+++ DATA FOR ANALYSIS
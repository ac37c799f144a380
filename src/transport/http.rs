use std::time::Duration;

use async_trait::async_trait;
use reqwest::Proxy;

use super::{Transport, TransportError};
use crate::request::{ApiRequest, RequestBody};
use crate::response::RawResponse;
use crate::Result;

/// [`Transport`] backed by a shared `reqwest::Client`.
#[derive(Debug, Clone)]
pub struct HttpTransport {
    client: reqwest::Client,
}

impl HttpTransport {
    pub fn new() -> Result<Self> {
        let mut builder = reqwest::Client::builder();

        if let Ok(proxy_url) = std::env::var("FLORA_PROXY_URL") {
            if let Ok(proxy) = Proxy::all(&proxy_url) {
                builder = builder.proxy(proxy);
            }
        }

        let client = builder
            .build()
            .map_err(|e| crate::Error::Transfer(TransportError::Other(e.to_string())))?;

        Ok(Self { client })
    }

    /// Reuse an existing client (connection pool, TLS settings, ...).
    pub fn with_client(client: reqwest::Client) -> Self {
        Self { client }
    }
}

#[async_trait]
impl Transport for HttpTransport {
    async fn send(
        &self,
        request: ApiRequest,
        timeout: Duration,
    ) -> std::result::Result<RawResponse, TransportError> {
        let mut builder = self
            .client
            .request(request.method, request.url)
            .headers(request.headers)
            .timeout(timeout);

        match request.body {
            RequestBody::Empty => {}
            RequestBody::Form(body) | RequestBody::Json(body) => builder = builder.body(body),
        }

        let response = builder.send().await.map_err(|e| {
            if e.is_timeout() {
                TransportError::Timeout(timeout)
            } else {
                TransportError::Http(e)
            }
        })?;

        let status = response.status();
        let headers = response.headers().clone();
        let body = response.bytes().await.map_err(|e| {
            if e.is_timeout() {
                TransportError::Timeout(timeout)
            } else {
                TransportError::Http(e)
            }
        })?;

        Ok(RawResponse {
            status: status.as_u16(),
            reason: status.canonical_reason().map(str::to_string),
            headers,
            body,
        })
    }
}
++++++
## [HOW TO COMPLETE THIS TASK]
What is needed is an exact copy of the lines above, from the one containing "use reqwest::Proxy;" through the one containing "if let Ok(proxy_url)", with nothing added.

## [FINISHED EXERCISE]
use reqwest::Proxy;

use super::{Transport, TransportError};
use crate::request::{ApiRequest, RequestBody};
use crate::response::RawResponse;
use crate::Result;

/// [`Transport`] backed by a shared `reqwest::Client`.
#[derive(Debug, Clone)]
pub struct HttpTransport {
    client: reqwest::Client,
}

impl HttpTransport {
    pub fn new() -> Result<Self> {
        let mut builder = reqwest::Client::builder();

        if let Ok(proxy_url) = std::env::var("FLORA_PROXY_URL") {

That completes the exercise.